RECORDED INFORMATION: Begin

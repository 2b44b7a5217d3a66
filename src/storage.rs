pub mod latex;
pub mod register;
pub mod scan;
pub mod typeset;

pub use latex::{RenderError, Written, write_reports};
pub use register::{Register, RegisterError, SyncSummary, sync};
pub use scan::scan_documents;
pub use typeset::{Compiler, TypesetError, Typesetter};
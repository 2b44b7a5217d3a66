//! Drawing register generation
//!
//! Drawings and documents are classified by a code embedded in their
//! filenames, matched against a revision register and rendered into
//! per-audience LaTeX tables.

pub mod domain;
pub use domain::{Classifier, Code, Config, Document, Package, Registry, Sorter};

/// Filesystem glue: scanning, the revision register and rendered output.
pub mod storage;
pub use storage::{Register, RegisterError};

RECORDED INFORMATION: End

Set down each record verbatim.

repository 2b44b7a5217d3a66
filename src/storage.rs
pub mod latex;
pub mod register;
pub mod scan;
pub mod typeset;

pub use latex::{RenderError, Written, write_reports};
pub use register::{Register, RegisterError, SyncSummary, sync};
pub use scan::scan_documents;
pub use typeset::{Compiler, TypesetError, Typesetter};
repository 2b44b7a5217d3a66
//! Drawing register generation
//!
//! Drawings and documents are classified by a code embedded in their
//! filenames, matched against a revision register and rendered into
//! per-audience LaTeX tables.

pub mod domain;
pub use domain::{Classifier, Code, Config, Document, Package, Registry, Sorter};

/// Filesystem glue: scanning, the revision register and rendered output.
pub mod storage;
pub use storage::{Register, RegisterError};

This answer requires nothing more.